The approval is based on results from the ALINA study (NCT03456076). Participants with stage 1B (IB) to 3A (IIIA), ALK-positive NSCLC received 600 mg of Alecensa (alectinib) twice daily after surgery to remove the cancer. People treated with Alecensa (alectinib) had a meaningful reduction in disease recurrence or death compared to people treated with platinum-based chemotherapy following surgical resection. Additionally, participants receiving Alecensa (alectinib) experienced a lower rate of treatment-related adverse events requiring a change in therapy than participants treated with chemotherapy.
Just like Osi it is only available for stage 1b and above - do you know why stage 1a is never included in approval for new meds? I know Adaura 2 trail underway now for Osi stage 1a.
Hi, kri312! My name is Matt Reiss, I am manager of the LungMATCH program with GO2 for Lung Cancer. Thank you for reaching out, this is an excellent question!
Strictly speaking, saying that stage 1A cancer is 'never' included in clinical trials isn't quite the case. People with stage 1A canbe included in clinical trials, but when a company is designing a clinical trial, they often choose to exclude people with stage 1A. There are a few reasons they may choose to do this:
First, clinical trials for cancer therapies are, by nature, giving an "unproven" drug to people with serious health conditions, and as such their design and the ethics of providing the treatment is considered. Often, this is a risk-benefit analysis, where the goal is to provide the most benefit to people possible while limiting any assumed risk. In the case of people with stage 1A cancer, the disease is often small and localized to a small region in the body with a low chance of recurrence or progression to other parts of the body when receiving the current standard of care (commonly surgery with curative intent). Therefore, the risk of not giving stage 1A individuals the new drug is low compared to people with more advanced disease, particularly when considering possible side effects and complications from receiving the treatment.

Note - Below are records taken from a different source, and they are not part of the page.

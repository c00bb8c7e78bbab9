use crate::core::session::ChatSession;
use crate::domain::ports::Assistant;
use crate::utils::error::{AssistError, Result};
use tokio::io::{AsyncBufRead, AsyncBufReadExt, AsyncWrite, AsyncWriteExt};

pub const PROMPT: &str = "> ";
pub const TYPING_INDICATOR: &str = "Assistant is typing...";

const HELP_TEXT: &str = "Describe your symptoms, e.g. 'I have shoulder pain when lifting my arm'.\n\
Commands: /help, /clear (start over), /exit (or /quit). Other lines starting with '/' are read as descriptions.";

#[derive(Debug, PartialEq, Eq)]
enum SessionCommand {
    Help,
    Clear,
    Exit,
}

/// Only exact command words are commands; anything else goes to the assistant.
fn parse_command(line: &str) -> Option<SessionCommand> {
    match line.trim().to_lowercase().as_str() {
        "/help" => Some(SessionCommand::Help),
        "/clear" => Some(SessionCommand::Clear),
        "/exit" | "/quit" => Some(SessionCommand::Exit),
        _ => None,
    }
}

/// Drives a [`ChatSession`] over line-oriented input, one submission at a time.
pub struct ChatEngine<A: Assistant> {
    session: ChatSession<A>,
}

impl<A: Assistant> ChatEngine<A> {
    pub fn new(session: ChatSession<A>) -> Self {
        Self { session }
    }

    pub fn session(&self) -> &ChatSession<A> {
        &self.session
    }

    pub fn into_session(self) -> ChatSession<A> {
        self.session
    }

    /// Runs until EOF or `/exit`. Returns the number of answered submissions.
    pub async fn run<R, W>(&mut self, reader: R, mut writer: W) -> Result<usize>
    where
        R: AsyncBufRead + Unpin,
        W: AsyncWrite + Unpin,
    {
        tracing::info!("Starting chat session");
        let mut answered = 0;

        write_bot(&mut writer, self.session.greeting()).await?;

        let mut lines = reader.lines();
        loop {
            writer.write_all(PROMPT.as_bytes()).await?;
            writer.flush().await?;

            let Some(line) = lines.next_line().await? else {
                tracing::debug!("Input closed");
                writer.write_all(b"\n").await?;
                break;
            };

            match parse_command(&line) {
                Some(SessionCommand::Exit) => break,
                Some(SessionCommand::Help) => {
                    write_line(&mut writer, HELP_TEXT).await?;
                    continue;
                }
                Some(SessionCommand::Clear) => {
                    self.session.clear();
                    write_bot(&mut writer, self.session.greeting()).await?;
                    continue;
                }
                None => {}
            }

            if line.trim().is_empty() {
                continue;
            }

            write_line(&mut writer, TYPING_INDICATOR).await?;
            match self.session.submit(&line).await {
                Ok(reply) => {
                    answered += 1;
                    write_bot(&mut writer, &reply.content).await?;
                }
                Err(AssistError::EmptyInput) => continue,
                Err(e) => return Err(e),
            }
        }

        tracing::info!("Chat session finished after {} replies", answered);
        Ok(answered)
    }
}

async fn write_line<W: AsyncWrite + Unpin>(writer: &mut W, text: &str) -> Result<()> {
    writer.write_all(text.as_bytes()).await?;
    writer.write_all(b"\n").await?;
    writer.flush().await?;
    Ok(())
}

async fn write_bot<W: AsyncWrite + Unpin>(writer: &mut W, text: &str) -> Result<()> {
    write_line(writer, &format!("Assistant: {}\n", text)).await
}

#[cfg(test)]
mod tests {
    use super::*;

    #[test]
    fn test_parse_command() {
        assert_eq!(parse_command("/exit"), Some(SessionCommand::Exit));
        assert_eq!(parse_command(" /QUIT "), Some(SessionCommand::Exit));
        assert_eq!(parse_command("/help"), Some(SessionCommand::Help));
        assert_eq!(parse_command("/clear"), Some(SessionCommand::Clear));
        assert_eq!(parse_command("/dance"), None);
        assert_eq!(parse_command("/my back hurts"), None);
        assert_eq!(parse_command("my back hurts"), None);
    }
}
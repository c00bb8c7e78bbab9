use physio_assist::core::library::{ExportFormat, LibraryQuery, LIBRARY_NOTICE};
use physio_assist::domain::model::Difficulty;
use physio_assist::domain::ports::Storage;
use physio_assist::{ExerciseLibrary, LocalStorage};
use tempfile::TempDir;

#[test]
fn test_csv_export_has_header_and_one_row_per_exercise() {
    let library = ExerciseLibrary::new();
    let exercises = library.query(&LibraryQuery::default());
    let csv_text = library.export(&exercises, ExportFormat::Csv).unwrap();

    let mut reader = csv::Reader::from_reader(csv_text.as_bytes());
    let headers = reader.headers().unwrap().clone();
    assert_eq!(headers.get(0), Some("id"));
    assert_eq!(headers.get(8), Some("body_parts"));

    let rows: Vec<csv::StringRecord> = reader.records().map(|r| r.unwrap()).collect();
    assert_eq!(rows.len(), 6);
    assert_eq!(rows[1].get(1), Some("Wall Angels"));
    assert_eq!(rows[1].get(3), Some("Intermediate"));
    assert_eq!(rows[1].get(8), Some("Upper Back; Shoulders; Neck"));
    assert!(rows[0]
        .get(5)
        .unwrap()
        .starts_with("Stand and lean forward slightly"));
}

#[test]
fn test_json_export_of_filtered_query() {
    let library = ExerciseLibrary::new();
    let query = LibraryQuery {
        category: Some("Core".to_string()),
        ..Default::default()
    };
    let exercises = library.query(&query);
    let json = library.export(&exercises, ExportFormat::Json).unwrap();

    let parsed: serde_json::Value = serde_json::from_str(&json).unwrap();
    let items = parsed.as_array().unwrap();
    assert_eq!(items.len(), 1);
    assert_eq!(items[0]["name"], "Bird Dog");
    assert_eq!(items[0]["difficulty"], "Intermediate");
    assert_eq!(items[0]["instructions"].as_array().unwrap().len(), 5);
}

#[test]
fn test_text_export_of_empty_query_keeps_notice() {
    let library = ExerciseLibrary::new();
    let query = LibraryQuery {
        difficulty: Some(Difficulty::Advanced),
        ..Default::default()
    };
    let exercises = library.query(&query);
    assert!(exercises.is_empty());

    let text = library.export(&exercises, ExportFormat::Text).unwrap();
    assert!(text.contains(LIBRARY_NOTICE));
}

#[tokio::test]
async fn test_export_written_through_local_storage() {
    let temp_dir = TempDir::new().unwrap();
    let storage = LocalStorage::new(temp_dir.path());

    let library = ExerciseLibrary::new();
    let exercises = library.query(&LibraryQuery {
        body_part: Some("ankle".to_string()),
        ..Default::default()
    });
    let rendered = library.export(&exercises, ExportFormat::Csv).unwrap();
    storage
        .write_file("exports/ankles.csv", rendered.as_bytes())
        .await
        .unwrap();

    let written = std::fs::read_to_string(temp_dir.path().join("exports/ankles.csv")).unwrap();
    assert_eq!(written.lines().count(), 3);
    assert!(written.contains("Calf Raises"));
    assert!(written.contains("Ankle Pumps"));
}
use crate::core::formatter::format_reply;
use crate::domain::model::ChatMessage;
use crate::domain::ports::{Assistant, Classifier};
use crate::utils::error::{AssistError, Result};
use async_trait::async_trait;
use std::time::Duration;

pub const DEFAULT_REPLY_DELAY: Duration = Duration::from_millis(1000);

/// Canned-reply assistant: waits the artificial "thinking" delay, then
/// answers with the bucket picked by the classifier.
pub struct PhysioAssistant<C: Classifier> {
    classifier: C,
    reply_delay: Duration,
}

impl<C: Classifier> PhysioAssistant<C> {
    pub fn new(classifier: C, reply_delay: Duration) -> Self {
        Self {
            classifier,
            reply_delay,
        }
    }

    pub fn reply_delay(&self) -> Duration {
        self.reply_delay
    }
}

#[async_trait]
impl<C: Classifier> Assistant for PhysioAssistant<C> {
    async fn respond(&self, input: &str) -> Result<ChatMessage> {
        if input.trim().is_empty() {
            return Err(AssistError::EmptyInput);
        }

        if !self.reply_delay.is_zero() {
            tokio::time::sleep(self.reply_delay).await;
        }

        let result = self.classifier.classify(input);
        tracing::info!(
            "🩺 Recommending {} exercises from the {} bucket",
            result.exercises.len(),
            result.region
        );

        Ok(ChatMessage::bot(format_reply(&result)))
    }
}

Second, from a practical concern, running a clinical trial requires a large amount of often limited resources, including funding, research sites, and clinical trial personnel. As such, related to the first point, researchers will often prioritize persons with more advanced stages of disease because they are expected to experience the greatest benefit from the experimental treatment with limited availability.

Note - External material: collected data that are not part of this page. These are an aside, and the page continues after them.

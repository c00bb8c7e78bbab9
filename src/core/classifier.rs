use crate::core::catalog::exercises_for;
use crate::domain::model::{BodyRegion, ClassificationResult};
use crate::domain::ports::Classifier;

/// Keyword rules in priority order. The first rule with any keyword
/// contained in the lowercased input wins.
// Plain substring containment: "arm" also hits "farm"/"alarm", "leg" hits "legal".
pub static KEYWORD_RULES: &[(BodyRegion, &[&str])] = &[
    (BodyRegion::Shoulder, &["shoulder", "arm"]),
    (BodyRegion::Back, &["back", "spine"]),
    (BodyRegion::Knee, &["knee", "leg"]),
];

pub fn classify(input: &str) -> ClassificationResult {
    let lowered = input.to_lowercase();

    for (region, keywords) in KEYWORD_RULES {
        if let Some(keyword) = keywords.iter().find(|k| lowered.contains(*k)) {
            tracing::debug!("Matched keyword '{}' -> {} bucket", keyword, region);
            return ClassificationResult {
                region: *region,
                matched_keyword: Some(*keyword),
                exercises: exercises_for(*region),
            };
        }
    }

    tracing::debug!("No keyword matched, using general bucket");
    ClassificationResult {
        region: BodyRegion::General,
        matched_keyword: None,
        exercises: exercises_for(BodyRegion::General),
    }
}

#[derive(Debug, Clone, Copy, Default)]
pub struct KeywordClassifier;

impl KeywordClassifier {
    pub fn new() -> Self {
        Self
    }
}

impl Classifier for KeywordClassifier {
    fn classify(&self, input: &str) -> ClassificationResult {
        classify(input)
    }
}
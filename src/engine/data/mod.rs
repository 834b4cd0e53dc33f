// ============================================
// Data - Ресурсы движка
// ============================================
// Data-Driven Architecture: предметы и уровни загружаются из JSON (game_data/)

mod bundle;
mod definition;
mod item_db;
mod loader;

pub use bundle::*;
pub use definition::*;
pub use item_db::*;
pub use loader::*;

And third is a scientific/statistical concern. Since early stage disease is much smaller and any measurable change (say, the tumor shrinking) would be so minimal, because of how we analyze clinical trial data, it would require a much larger number of participants in the trail to identify any significant treatment effects, which would also cause clinical trials to take much more time to complete.

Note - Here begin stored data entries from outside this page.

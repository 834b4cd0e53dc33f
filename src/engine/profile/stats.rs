// ============================================
// User Stats - Монеты и уровни прокачки
// ============================================

use serde::{Serialize, Deserialize};

/// Стартовый баланс нового игрока
pub const STARTING_COINS: u32 = 100;

/// Прокачиваемые характеристики
#[derive(Debug, Clone, Copy, PartialEq, Eq, Hash, Serialize, Deserialize)]
#[serde(rename_all = "snake_case")]
pub enum StatKind {
    Health,
    Mana,
    Speed,
    Damage,
    AttackSpeed,
    AttackRange,
    Critical,
    Defence,
}

impl StatKind {
    pub const COUNT: usize = 8;

    pub const ALL: [StatKind; Self::COUNT] = [
        StatKind::Health,
        StatKind::Mana,
        StatKind::Speed,
        StatKind::Damage,
        StatKind::AttackSpeed,
        StatKind::AttackRange,
        StatKind::Critical,
        StatKind::Defence,
    ];

    #[inline]
    fn index(self) -> usize {
        self as usize
    }
}

/// Статистика одного игрока
#[derive(Debug, Clone, PartialEq, Eq, Serialize, Deserialize)]
pub struct UserStats {
    pub user_id: String,
    coin: u32,
    /// Уровни характеристик, индекс = StatKind
    levels: [u32; StatKind::COUNT],
}

impl UserStats {
    pub fn new(user_id: impl Into<String>) -> Self {
        Self {
            user_id: user_id.into(),
            coin: STARTING_COINS,
            levels: [0; StatKind::COUNT],
        }
    }

    pub fn coin(&self) -> u32 {
        self.coin
    }

    pub fn add_coin(&mut self, amount: u32) {
        self.coin = self.coin.saturating_add(amount);
    }

    /// Списать монеты. При нехватке баланс не меняется
    pub fn spend_coin(&mut self, amount: u32) -> bool {
        if self.coin >= amount {
            self.coin -= amount;
            true
        } else {
            false
        }
    }

    pub fn stat_level(&self, kind: StatKind) -> u32 {
        self.levels[kind.index()]
    }

    pub fn upgrade_stat(&mut self, kind: StatKind) -> u32 {
        let level = &mut self.levels[kind.index()];
        *level += 1;
        *level
    }
}
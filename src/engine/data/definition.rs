// ============================================
// Data-Driven Resource Definition
// ============================================
// Структуры для загрузки ресурсов из JSON (game_data/*.json)
//
// Один файл = один ресурс:
// { "id": "base_items", "kind": "items", "items": [ ... ] }
// { "id": "campaign",   "kind": "levels", "levels": [ ... ] }

use serde::{Deserialize, Serialize};

/// Описание предмета по умолчанию
pub const DEFAULT_DESCRIPTION: &str = "No description.";

// ============================================
// Items
// ============================================

/// Редкость выпадения
#[derive(Debug, Clone, Copy, PartialEq, Eq, Hash, Serialize, Deserialize, Default)]
#[serde(rename_all = "snake_case")]
pub enum DropTier {
    #[default]
    Common,
    Uncommon,
    Rare,
}

/// Как активируется предмет
#[derive(Debug, Clone, Copy, PartialEq, Eq, Hash, Serialize, Deserialize, Default)]
#[serde(rename_all = "snake_case")]
pub enum ActivationType {
    /// Срабатывает сразу при подборе (монета, лечение, очки)
    #[default]
    InstantOnPickup,
    /// Хранится и активируется клавишей
    ActiveOnKey,
    /// Действует, пока предмет у игрока
    Passive,
    /// Временный бафф с момента подбора
    TemporaryBuff,
}

/// Определение предмета из JSON
#[derive(Debug, Clone, PartialEq, Eq, Serialize, Deserialize)]
pub struct ItemDefinition {
    /// Уникальный тип предмета ("COIN", "HEAL", ...)
    #[serde(rename = "type")]
    pub item_type: String,

    /// Спрайт
    #[serde(default)]
    pub sprite: String,

    #[serde(default)]
    pub drop_tier: DropTier,

    #[serde(default)]
    pub activation: ActivationType,

    /// Сила эффекта (лечение, очки, ...)
    #[serde(default)]
    pub effect_value: i32,

    /// Длительность эффекта
    #[serde(default)]
    pub effect_duration: u32,

    /// Цена в монетах (0 = бесплатно). Отрицательная обнуляется при загрузке
    #[serde(default)]
    pub cost: i32,

    #[serde(default)]
    pub id: Option<String>,

    #[serde(default)]
    pub display_name: Option<String>,

    #[serde(default)]
    pub description: Option<String>,
}

impl ItemDefinition {
    pub fn new(item_type: impl Into<String>) -> Self {
        Self {
            item_type: item_type.into(),
            sprite: String::new(),
            drop_tier: DropTier::default(),
            activation: ActivationType::default(),
            effect_value: 0,
            effect_duration: 0,
            cost: 0,
            id: None,
            display_name: None,
            description: None,
        }
    }

    /// ID предмета; если не задан - тип
    pub fn id(&self) -> &str {
        self.id.as_deref().unwrap_or(&self.item_type)
    }

    pub fn display_name(&self) -> &str {
        self.display_name.as_deref().unwrap_or(&self.item_type)
    }

    pub fn description(&self) -> &str {
        self.description.as_deref().unwrap_or(DEFAULT_DESCRIPTION)
    }

    pub fn cost(&self) -> u32 {
        self.cost.max(0) as u32
    }
}

// ============================================
// Levels
// ============================================

/// Настройки уровня
#[derive(Debug, Clone, PartialEq, Eq, Serialize, Deserialize)]
pub struct LevelDefinition {
    /// Номер уровня (с 1)
    pub number: u32,

    #[serde(default = "default_formation")]
    pub formation_width: u32,

    #[serde(default = "default_formation")]
    pub formation_height: u32,

    #[serde(default = "default_base_speed")]
    pub base_speed: u32,

    #[serde(default = "default_shooting_interval")]
    pub shooting_interval_ms: u32,

    /// Сколько тиков до прохождения уровня (> 0)
    pub duration_ticks: u64,

    /// Очки за прохождение
    #[serde(default)]
    pub clear_bonus: u64,
}

fn default_formation() -> u32 { 5 }
fn default_base_speed() -> u32 { 60 }
fn default_shooting_interval() -> u32 { 2000 }

impl LevelDefinition {
    pub fn new(number: u32, duration_ticks: u64) -> Self {
        Self {
            number,
            formation_width: default_formation(),
            formation_height: default_formation(),
            base_speed: default_base_speed(),
            shooting_interval_ms: default_shooting_interval(),
            duration_ticks,
            clear_bonus: 0,
        }
    }

    pub fn with_bonus(mut self, clear_bonus: u64) -> Self {
        self.clear_bonus = clear_bonus;
        self
    }
}

// ============================================
// Resource File
// ============================================

/// Содержимое ресурса, выбирается полем "kind"
#[derive(Debug, Clone, PartialEq, Eq, Serialize, Deserialize)]
#[serde(tag = "kind", rename_all = "snake_case")]
pub enum ResourcePayload {
    Items { items: Vec<ItemDefinition> },
    Levels { levels: Vec<LevelDefinition> },
}

impl ResourcePayload {
    pub fn kind(&self) -> &'static str {
        match self {
            ResourcePayload::Items { .. } => "items",
            ResourcePayload::Levels { .. } => "levels",
        }
    }
}

/// Файл ресурса
#[derive(Debug, Clone, PartialEq, Eq, Serialize, Deserialize)]
pub struct ResourceFile {
    /// Уникальный в пределах bundle идентификатор
    pub id: String,

    /// Версия формата
    #[serde(default = "default_version")]
    pub version: String,

    #[serde(flatten)]
    pub payload: ResourcePayload,
}

fn default_version() -> String { "1.0".to_string() }

impl ResourceFile {
    /// Разобрать и проверить JSON ресурса
    pub fn from_json(json: &str) -> Result<Self, String> {
        Self::from_slice(json.as_bytes())
    }

    /// То же из сырых байт файла (невалидный UTF-8 - ошибка разбора)
    pub fn from_slice(bytes: &[u8]) -> Result<Self, String> {
        let mut file: ResourceFile = serde_json::from_slice(bytes)
            .map_err(|e| format!("Failed to parse JSON: {}", e))?;
        file.normalize();
        file.validate()?;
        Ok(file)
    }

    /// Идентификаторы сравниваются без пробелов по краям
    fn normalize(&mut self) {
        self.id = self.id.trim().to_string();
        if let ResourcePayload::Items { items } = &mut self.payload {
            for item in items {
                item.item_type = item.item_type.trim().to_string();
                if let Some(id) = item.id.as_mut() {
                    *id = id.trim().to_string();
                }
            }
        }
    }

    fn validate(&self) -> Result<(), String> {
        if self.id.is_empty() {
            return Err("resource id is empty".to_string());
        }
        match &self.payload {
            ResourcePayload::Items { items } => {
                if let Some(item) = items.iter().find(|i| i.item_type.is_empty()) {
                    return Err(format!("item with empty type (sprite '{}')", item.sprite));
                }
                if let Some(item) = items.iter().find(|i| i.id.as_deref() == Some("")) {
                    return Err(format!("item {} has empty id", item.item_type));
                }
            }
            ResourcePayload::Levels { levels } => {
                if let Some(level) = levels.iter().find(|l| l.number == 0) {
                    return Err(format!("level number must start at 1 (got {})", level.number));
                }
                if let Some(level) = levels.iter().find(|l| l.duration_ticks == 0) {
                    return Err(format!("level {} has zero duration_ticks", level.number));
                }
            }
        }
        Ok(())
    }
}
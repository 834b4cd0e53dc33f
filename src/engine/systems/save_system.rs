// ============================================
// Save System - Загрузка и сохранение профиля
// ============================================

use std::path::Path;

use crate::engine::core::CoreError;
use crate::engine::profile::Profile;
use crate::engine::save::ProfileFile;

/// Система сохранения/загрузки
pub struct SaveSystem;

impl SaveSystem {
    /// Загрузить профиль из файла или создать новый.
    /// Нет файла - новый профиль; битый файл - ошибка
    pub fn load_or_create(save_file: Option<&Path>) -> Result<Profile, CoreError> {
        let Some(path) = save_file else {
            log::debug!("[SAVE] Сохранение отключено, новый профиль");
            return Ok(Profile::new());
        };

        if !path.exists() {
            log::info!("[SAVE] Новый профиль ({} не найден)", path.display());
            return Ok(Profile::new());
        }

        let profile = ProfileFile::load(path).map_err(|e| {
            log::error!("[SAVE] Ошибка загрузки {}: {}", path.display(), e);
            e
        })?;
        log::info!(
            "[SAVE] Загружен профиль из {} (игроков: {})",
            path.display(),
            profile.accounts.len()
        );
        Ok(profile)
    }

    /// Сохранить профиль (если сохранение включено)
    pub fn save_profile(save_file: Option<&Path>, profile: &Profile) -> Result<(), CoreError> {
        let Some(path) = save_file else {
            return Ok(());
        };

        if let Some(parent) = path.parent().filter(|p| !p.as_os_str().is_empty()) {
            std::fs::create_dir_all(parent)?;
        }

        ProfileFile::save(path, profile)?;
        log::info!(
            "[SAVE] Профиль сохранён в {} (игроков: {})",
            path.display(),
            profile.accounts.len()
        );
        Ok(())
    }
}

Because of these reasons, clinical trial designers will often exclude very early stage participants unless their trial specifically allocates resources to evaluating the treatment in early stage individuals (such as the ADAURA2 trial). However, as the clinical trail landscape continues to evolve, we will continue to see these things change and potentially include more people wit stage 1A disease - particularly in studies examining preventative or adjuvant treatments.